(Your instructions) Read the records below and report each line in which "SnatRule" occurs.

(Available records)
====
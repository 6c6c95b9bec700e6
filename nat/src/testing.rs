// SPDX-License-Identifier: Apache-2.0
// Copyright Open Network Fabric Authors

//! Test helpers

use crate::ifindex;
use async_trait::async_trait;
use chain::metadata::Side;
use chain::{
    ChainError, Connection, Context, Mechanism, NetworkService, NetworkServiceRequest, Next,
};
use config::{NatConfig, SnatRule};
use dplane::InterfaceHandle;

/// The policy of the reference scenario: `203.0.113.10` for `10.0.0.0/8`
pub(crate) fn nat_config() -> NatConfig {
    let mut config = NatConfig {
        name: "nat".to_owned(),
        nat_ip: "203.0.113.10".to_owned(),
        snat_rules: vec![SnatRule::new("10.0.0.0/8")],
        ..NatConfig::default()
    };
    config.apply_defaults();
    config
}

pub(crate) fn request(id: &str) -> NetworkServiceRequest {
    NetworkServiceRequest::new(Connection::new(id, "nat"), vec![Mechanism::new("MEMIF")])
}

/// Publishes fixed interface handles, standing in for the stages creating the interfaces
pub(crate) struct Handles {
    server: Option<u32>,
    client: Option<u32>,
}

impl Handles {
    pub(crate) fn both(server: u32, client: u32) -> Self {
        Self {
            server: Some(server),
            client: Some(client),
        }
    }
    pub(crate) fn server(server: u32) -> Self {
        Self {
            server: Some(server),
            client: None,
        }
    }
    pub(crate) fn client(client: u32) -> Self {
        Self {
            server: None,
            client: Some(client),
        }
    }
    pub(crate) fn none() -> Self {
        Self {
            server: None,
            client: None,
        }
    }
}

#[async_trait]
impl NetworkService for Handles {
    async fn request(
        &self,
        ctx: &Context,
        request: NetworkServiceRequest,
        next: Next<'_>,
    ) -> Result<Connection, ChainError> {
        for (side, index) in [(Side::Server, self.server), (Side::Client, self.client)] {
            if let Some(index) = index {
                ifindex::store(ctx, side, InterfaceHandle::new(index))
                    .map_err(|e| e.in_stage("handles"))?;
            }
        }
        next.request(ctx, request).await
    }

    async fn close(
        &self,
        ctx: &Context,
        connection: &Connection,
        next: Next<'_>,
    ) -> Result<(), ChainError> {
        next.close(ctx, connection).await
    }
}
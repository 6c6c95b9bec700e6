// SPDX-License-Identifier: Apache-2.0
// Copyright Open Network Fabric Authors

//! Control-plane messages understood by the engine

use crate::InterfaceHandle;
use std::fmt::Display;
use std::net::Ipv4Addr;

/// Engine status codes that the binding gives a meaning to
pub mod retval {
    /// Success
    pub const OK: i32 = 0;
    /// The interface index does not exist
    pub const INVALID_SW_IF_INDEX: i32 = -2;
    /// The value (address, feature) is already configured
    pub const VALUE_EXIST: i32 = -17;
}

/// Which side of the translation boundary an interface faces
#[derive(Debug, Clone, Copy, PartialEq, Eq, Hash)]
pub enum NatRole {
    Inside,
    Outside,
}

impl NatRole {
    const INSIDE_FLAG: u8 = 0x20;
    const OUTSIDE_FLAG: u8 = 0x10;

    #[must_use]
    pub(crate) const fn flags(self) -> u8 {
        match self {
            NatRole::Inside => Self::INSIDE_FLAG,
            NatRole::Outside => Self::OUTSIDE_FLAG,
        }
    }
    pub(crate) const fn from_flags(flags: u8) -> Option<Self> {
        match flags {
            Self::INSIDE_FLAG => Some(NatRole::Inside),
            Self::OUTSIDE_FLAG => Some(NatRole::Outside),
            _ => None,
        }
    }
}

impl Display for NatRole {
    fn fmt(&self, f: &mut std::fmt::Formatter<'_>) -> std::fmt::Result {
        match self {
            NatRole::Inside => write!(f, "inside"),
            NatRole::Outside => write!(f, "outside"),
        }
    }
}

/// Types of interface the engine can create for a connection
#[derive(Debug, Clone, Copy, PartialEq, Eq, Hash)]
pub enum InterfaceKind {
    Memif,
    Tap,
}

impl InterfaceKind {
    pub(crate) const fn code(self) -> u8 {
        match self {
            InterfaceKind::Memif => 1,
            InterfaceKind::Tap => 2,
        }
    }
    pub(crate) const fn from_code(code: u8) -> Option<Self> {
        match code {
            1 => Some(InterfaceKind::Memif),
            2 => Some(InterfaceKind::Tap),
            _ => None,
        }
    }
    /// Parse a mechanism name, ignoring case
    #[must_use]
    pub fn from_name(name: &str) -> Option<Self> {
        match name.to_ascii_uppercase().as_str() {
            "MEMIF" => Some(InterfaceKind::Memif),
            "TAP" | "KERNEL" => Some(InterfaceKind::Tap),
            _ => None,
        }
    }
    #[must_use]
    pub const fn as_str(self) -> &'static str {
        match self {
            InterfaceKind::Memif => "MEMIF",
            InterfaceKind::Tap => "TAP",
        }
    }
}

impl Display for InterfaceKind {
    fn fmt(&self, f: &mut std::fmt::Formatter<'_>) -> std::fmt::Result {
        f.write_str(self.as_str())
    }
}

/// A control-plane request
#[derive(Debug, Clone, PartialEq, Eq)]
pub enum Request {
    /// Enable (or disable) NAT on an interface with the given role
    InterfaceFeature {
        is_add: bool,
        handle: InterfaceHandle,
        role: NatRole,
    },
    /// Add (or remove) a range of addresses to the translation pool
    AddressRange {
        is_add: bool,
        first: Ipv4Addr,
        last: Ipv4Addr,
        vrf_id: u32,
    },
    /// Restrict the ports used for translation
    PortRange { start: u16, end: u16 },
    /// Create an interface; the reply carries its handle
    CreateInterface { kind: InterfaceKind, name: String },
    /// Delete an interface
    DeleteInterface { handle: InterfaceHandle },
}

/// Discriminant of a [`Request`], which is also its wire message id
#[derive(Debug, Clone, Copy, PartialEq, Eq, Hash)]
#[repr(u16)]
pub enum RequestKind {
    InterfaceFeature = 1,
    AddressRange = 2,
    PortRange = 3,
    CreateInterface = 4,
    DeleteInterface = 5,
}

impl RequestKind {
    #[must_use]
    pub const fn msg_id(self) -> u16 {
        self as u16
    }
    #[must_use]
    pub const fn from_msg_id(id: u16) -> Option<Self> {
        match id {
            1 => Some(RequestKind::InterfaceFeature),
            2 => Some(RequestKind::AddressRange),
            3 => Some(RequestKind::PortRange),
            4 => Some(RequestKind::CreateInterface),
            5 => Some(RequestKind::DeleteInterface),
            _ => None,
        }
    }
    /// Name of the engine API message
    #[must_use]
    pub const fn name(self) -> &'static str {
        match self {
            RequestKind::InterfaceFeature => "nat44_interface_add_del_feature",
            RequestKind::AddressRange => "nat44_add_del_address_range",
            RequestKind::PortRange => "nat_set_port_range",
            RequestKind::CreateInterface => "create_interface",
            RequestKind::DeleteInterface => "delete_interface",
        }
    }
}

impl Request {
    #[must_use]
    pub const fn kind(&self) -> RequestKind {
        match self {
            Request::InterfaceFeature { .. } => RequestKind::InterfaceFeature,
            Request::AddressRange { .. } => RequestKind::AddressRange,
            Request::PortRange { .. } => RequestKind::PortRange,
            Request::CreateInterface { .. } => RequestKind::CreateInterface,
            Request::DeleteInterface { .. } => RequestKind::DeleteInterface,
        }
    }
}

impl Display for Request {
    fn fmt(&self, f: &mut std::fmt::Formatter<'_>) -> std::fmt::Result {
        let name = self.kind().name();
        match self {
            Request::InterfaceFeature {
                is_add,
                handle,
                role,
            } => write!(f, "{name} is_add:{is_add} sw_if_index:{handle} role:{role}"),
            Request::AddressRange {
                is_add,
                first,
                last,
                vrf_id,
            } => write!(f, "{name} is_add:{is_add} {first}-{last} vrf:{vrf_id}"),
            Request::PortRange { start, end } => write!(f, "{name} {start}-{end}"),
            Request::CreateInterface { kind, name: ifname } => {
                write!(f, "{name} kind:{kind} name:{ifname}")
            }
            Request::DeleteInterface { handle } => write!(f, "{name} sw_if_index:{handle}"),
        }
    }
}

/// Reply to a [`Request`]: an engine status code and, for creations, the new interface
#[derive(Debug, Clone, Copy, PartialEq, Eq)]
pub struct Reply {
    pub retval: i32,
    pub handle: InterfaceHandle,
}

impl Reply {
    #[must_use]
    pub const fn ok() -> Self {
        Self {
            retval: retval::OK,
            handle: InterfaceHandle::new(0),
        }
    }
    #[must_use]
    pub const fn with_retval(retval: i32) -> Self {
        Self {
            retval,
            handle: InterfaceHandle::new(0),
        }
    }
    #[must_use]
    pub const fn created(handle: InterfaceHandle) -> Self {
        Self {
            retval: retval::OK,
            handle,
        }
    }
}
====
(Answer section)
use config::{NatConfig, SnatRule};
        snat_rules: vec![SnatRule::new("10.0.0.0/8")],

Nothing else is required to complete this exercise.